Depending on this you may have to consider a different approach or a modification in the approach that I have provided.
@eimon Yes, Mostly regex is used when there are patterns in the data, if you think that your data will always have this specific pattern throughout you can continue on using the regex, but it seems that you have spaces in the First Column as well Or is it always Two Columns that you want to Extract and the Second Column will always have a Date type of value ?
@supermanPunch Thank you Thank you Thank you
1.It is always two columns.
2.First column has space and “/” and “()”
3.Second column is alwasy only date type .
YES … I really appecriate you _ /\ _
@eimon Can you tell me if the first two lines are going to be the same always, or will it differ ? It might be difficult to capture that if it’s varying.
However the subsequent rows can be captured by using groups in regex. Please check and verify the output from the below workflow : Regex Find.zip (2.8 KB)
2.{System.Text.RegularExpressions.Regex.Split(strArray(0),“data”,
RegexOptions.IgnoreCase).FirstOrDefault,“Data”}
How this declaration solve to the requirement of Column 1:AAAAA/ AAAAA Column2: Data
3.When define the columns, What is the meaning of (\d{2}/\d{2}/\d{4})
?
System.Text.RegularExpressions.Regex.Match(item.Trim,“(.*)(\d{2}/\d{2}/\d{4})”).Groups(1).Value
strArray is an array of String variable, Hence it contains a collection of Strings, It is ordered by the index numbers. So the 0th index will have the first Element, 1st index will have the second element and so on… You can use a Message Box Activity to display it’s value.
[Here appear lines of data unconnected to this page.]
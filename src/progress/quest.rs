//! Daily quest ("Preparation"): log enough distinct goals on one date for a
//! one-time bonus.

use std::collections::BTreeSet;

use chrono::NaiveDate;
use serde::Serialize;

use crate::goals::GoalStore;

/// Distinct active goals needed on one date
pub const QUEST_GOAL_COUNT: usize = 4;

/// Quest progress for a single date
#[derive(Debug, Clone, Copy, PartialEq, Eq, Serialize)]
pub struct QuestProgress {
    pub date: NaiveDate,
    /// Distinct goals with an active entry on `date`
    pub active_goals: usize,
    pub required: usize,
    /// Bonus was already granted for `date`
    pub completed: bool,
}

impl QuestProgress {
    /// Evaluate the quest for `date` against the current store
    pub fn evaluate(goals: &GoalStore, completed: &BTreeSet<NaiveDate>, date: NaiveDate) -> Self {
        Self {
            date,
            active_goals: goals.active_goals_on(date).len(),
            required: QUEST_GOAL_COUNT,
            completed: completed.contains(&date),
        }
    }

    /// Threshold reached and the bonus has not been granted yet.
    /// Grants are one-way: a completed date is never granted again or revoked.
    pub fn should_grant(&self) -> bool {
        !self.completed && self.active_goals >= self.required
    }

    pub fn remaining(&self) -> usize {
        self.required.saturating_sub(self.active_goals)
    }
}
Or you can execute the Workflow in Debug mode and then you’ll be able to see the values in the local Pane.
Since you had confirmed that, Second Column Value Data is always same. I am hardcoding that value in the Add Data row activity, So the remaining value in that row Should be other text values other than the “Data” value. Hence, I am Splitting the text based on the “Data” Value.
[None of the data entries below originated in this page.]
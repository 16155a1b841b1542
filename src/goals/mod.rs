//! Goal storage: the set of goals and their daily log histories

mod store;

pub use store::{GoalStore, RecordResult};
//! XP and Level system
//!
//! Level and rank are pure functions of total XP and are never stored.
//!
//! Level curve: level 1 starts at 0 XP, level `L >= 2` requires `100 * L` total XP.

use serde::Serialize;

/// XP per level step of the threshold curve
pub const XP_PER_LEVEL: u64 = 100;

/// Levels per rank band
pub const LEVELS_PER_RANK: u32 = 10;

/// Level calculations
pub struct Level;

impl Level {
    /// Calculate level for given XP
    pub fn for_xp(xp: u64) -> u32 {
        let level = (xp / XP_PER_LEVEL).max(1);
        u32::try_from(level).unwrap_or(u32::MAX)
    }

    /// Total XP required to reach `level`
    pub fn xp_required(level: u32) -> u64 {
        if level <= 1 {
            0
        } else {
            u64::from(level) * XP_PER_LEVEL
        }
    }

    /// Total XP required for the level after `current_level`
    pub fn xp_for_next(current_level: u32) -> u64 {
        Self::xp_required(current_level.saturating_add(1))
    }
}

/// Coarse tier derived from level in 10-level bands
#[derive(Debug, Clone, Copy, PartialEq, Eq, PartialOrd, Ord, Hash, Serialize)]
pub enum Rank {
    E,
    D,
    C,
    B,
    A,
    /// Ceiling label for every level past the last band
    S,
}

impl Rank {
    /// All ranks in ascending order
    pub const ALL: [Rank; 6] = [Rank::E, Rank::D, Rank::C, Rank::B, Rank::A, Rank::S];

    pub fn for_level(level: u32) -> Self {
        let band = (level / LEVELS_PER_RANK) as usize;
        Self::ALL[band.min(Self::ALL.len() - 1)]
    }

    pub fn for_xp(xp: u64) -> Self {
        Self::for_level(Level::for_xp(xp))
    }

    pub fn label(&self) -> &'static str {
        match self {
            Self::E => "E-Rank",
            Self::D => "D-Rank",
            Self::C => "C-Rank",
            Self::B => "B-Rank",
            Self::A => "A-Rank",
            Self::S => "S-Rank",
        }
    }
}

impl std::fmt::Display for Rank {
    fn fmt(&self, f: &mut std::fmt::Formatter<'_>) -> std::fmt::Result {
        write!(f, "{}", self.label())
    }
}

/// Level snapshot for a given XP total
#[derive(Debug, Clone, Copy, PartialEq, Eq, Serialize)]
pub struct LevelInfo {
    pub total_xp: u64,
    pub level: u32,
    pub rank: Rank,
    /// XP needed for current level
    pub current_level_xp: u64,
    /// XP needed for next level
    pub next_level_xp: u64,
}

impl LevelInfo {
    pub fn new(total_xp: u64) -> Self {
        let level = Level::for_xp(total_xp);

        Self {
            total_xp,
            level,
            rank: Rank::for_level(level),
            current_level_xp: Level::xp_required(level),
            next_level_xp: Level::xp_for_next(level),
        }
    }

    /// Calculate progress percentage to next level (0.0 - 1.0)
    pub fn progress_to_next(&self) -> f32 {
        let xp_in_level = self.total_xp.saturating_sub(self.current_level_xp);
        let xp_for_level = self.next_level_xp.saturating_sub(self.current_level_xp);
        if xp_for_level == 0 {
            1.0
        } else {
            (xp_in_level as f32 / xp_for_level as f32).min(1.0)
        }
    }

    pub fn xp_to_next(&self) -> u64 {
        self.next_level_xp.saturating_sub(self.total_xp)
    }
}

/// A level up event
#[derive(Debug, Clone, Copy, PartialEq, Eq, Serialize)]
pub struct LevelUp {
    pub old_level: u32,
    pub new_level: u32,
    pub old_rank: Rank,
    pub new_rank: Rank,
}

impl LevelUp {
    /// Compare XP totals before and after an award
    pub fn between(old_xp: u64, new_xp: u64) -> Option<Self> {
        let old_level = Level::for_xp(old_xp);
        let new_level = Level::for_xp(new_xp);
        (new_level > old_level).then(|| Self {
            old_level,
            new_level,
            old_rank: Rank::for_level(old_level),
            new_rank: Rank::for_level(new_level),
        })
    }

    pub fn rank_changed(&self) -> bool {
        self.new_rank != self.old_rank
    }
}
It corresponds to the pattern of the Date \d - signifies Digit, {2} - represents the number of occurrences, Hence \d{2} - means 2 occurrences of digits or you can also represent it as \d\d
OK. Setting strArray(0) in message box,the output is AAAAA / AAAA for Column1.
Thanks for hardcoding.
strArray(0) is actually not “data” according to question no1, but the code means whether strArray(0) is “data” or not, ignore the case. Set “data” FirstOrDefault, But the array already has its strArray(0)value , so “data” goes to the second column. AM I right?
Wondering how the “data” appears in the second column.
3.Ok. I tested by putting extra word like 12/08/2020SSS and output 12/08/2020 .I understand it.